Look through the data below for the string "Debug", and copy every line where it turns up.

[SOURCE DATA Boundary: Start]

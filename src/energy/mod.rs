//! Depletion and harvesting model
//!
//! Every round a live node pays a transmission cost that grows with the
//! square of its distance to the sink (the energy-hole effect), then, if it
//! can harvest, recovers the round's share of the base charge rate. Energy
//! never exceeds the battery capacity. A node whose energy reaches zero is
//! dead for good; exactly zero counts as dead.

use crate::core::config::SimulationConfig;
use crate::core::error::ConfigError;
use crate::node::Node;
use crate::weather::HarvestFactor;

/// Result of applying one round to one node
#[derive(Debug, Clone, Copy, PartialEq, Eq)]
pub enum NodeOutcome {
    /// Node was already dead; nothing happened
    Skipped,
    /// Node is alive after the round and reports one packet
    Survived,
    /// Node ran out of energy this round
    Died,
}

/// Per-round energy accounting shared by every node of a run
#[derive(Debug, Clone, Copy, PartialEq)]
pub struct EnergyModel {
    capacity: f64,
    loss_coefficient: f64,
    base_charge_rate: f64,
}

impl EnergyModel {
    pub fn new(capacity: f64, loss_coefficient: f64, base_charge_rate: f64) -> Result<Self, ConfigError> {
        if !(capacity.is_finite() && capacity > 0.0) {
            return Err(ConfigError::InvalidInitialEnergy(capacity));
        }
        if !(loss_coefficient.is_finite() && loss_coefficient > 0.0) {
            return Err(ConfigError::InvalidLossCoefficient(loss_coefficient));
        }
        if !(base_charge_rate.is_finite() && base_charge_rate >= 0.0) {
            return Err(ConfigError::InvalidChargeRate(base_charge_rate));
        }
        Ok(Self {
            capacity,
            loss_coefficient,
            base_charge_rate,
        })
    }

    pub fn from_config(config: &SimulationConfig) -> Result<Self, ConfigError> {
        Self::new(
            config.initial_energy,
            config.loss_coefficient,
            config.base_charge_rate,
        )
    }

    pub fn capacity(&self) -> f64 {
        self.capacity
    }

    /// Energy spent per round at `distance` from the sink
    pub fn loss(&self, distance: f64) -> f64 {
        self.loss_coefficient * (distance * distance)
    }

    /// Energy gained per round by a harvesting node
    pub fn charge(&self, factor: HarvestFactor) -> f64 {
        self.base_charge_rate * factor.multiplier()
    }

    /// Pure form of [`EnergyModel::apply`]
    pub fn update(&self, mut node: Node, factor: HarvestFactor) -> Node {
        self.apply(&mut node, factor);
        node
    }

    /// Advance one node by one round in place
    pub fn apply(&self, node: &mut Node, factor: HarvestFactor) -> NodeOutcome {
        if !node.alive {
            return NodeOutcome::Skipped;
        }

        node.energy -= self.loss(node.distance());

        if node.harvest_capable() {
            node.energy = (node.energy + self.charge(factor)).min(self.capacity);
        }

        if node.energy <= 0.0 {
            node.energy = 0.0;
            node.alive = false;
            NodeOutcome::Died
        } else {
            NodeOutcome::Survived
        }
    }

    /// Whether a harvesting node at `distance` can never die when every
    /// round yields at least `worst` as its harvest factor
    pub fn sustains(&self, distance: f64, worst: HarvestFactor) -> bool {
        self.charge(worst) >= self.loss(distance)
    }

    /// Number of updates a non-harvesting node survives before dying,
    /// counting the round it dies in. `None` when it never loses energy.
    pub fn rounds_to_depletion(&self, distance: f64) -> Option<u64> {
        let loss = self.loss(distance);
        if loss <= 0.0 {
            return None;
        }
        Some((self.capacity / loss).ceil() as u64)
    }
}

[SOURCE DATA Boundary: End]

### EXERCISE RESULT
#[derive(Debug, Clone, Copy, PartialEq, Eq)]
#[derive(Debug, Clone, Copy, PartialEq)]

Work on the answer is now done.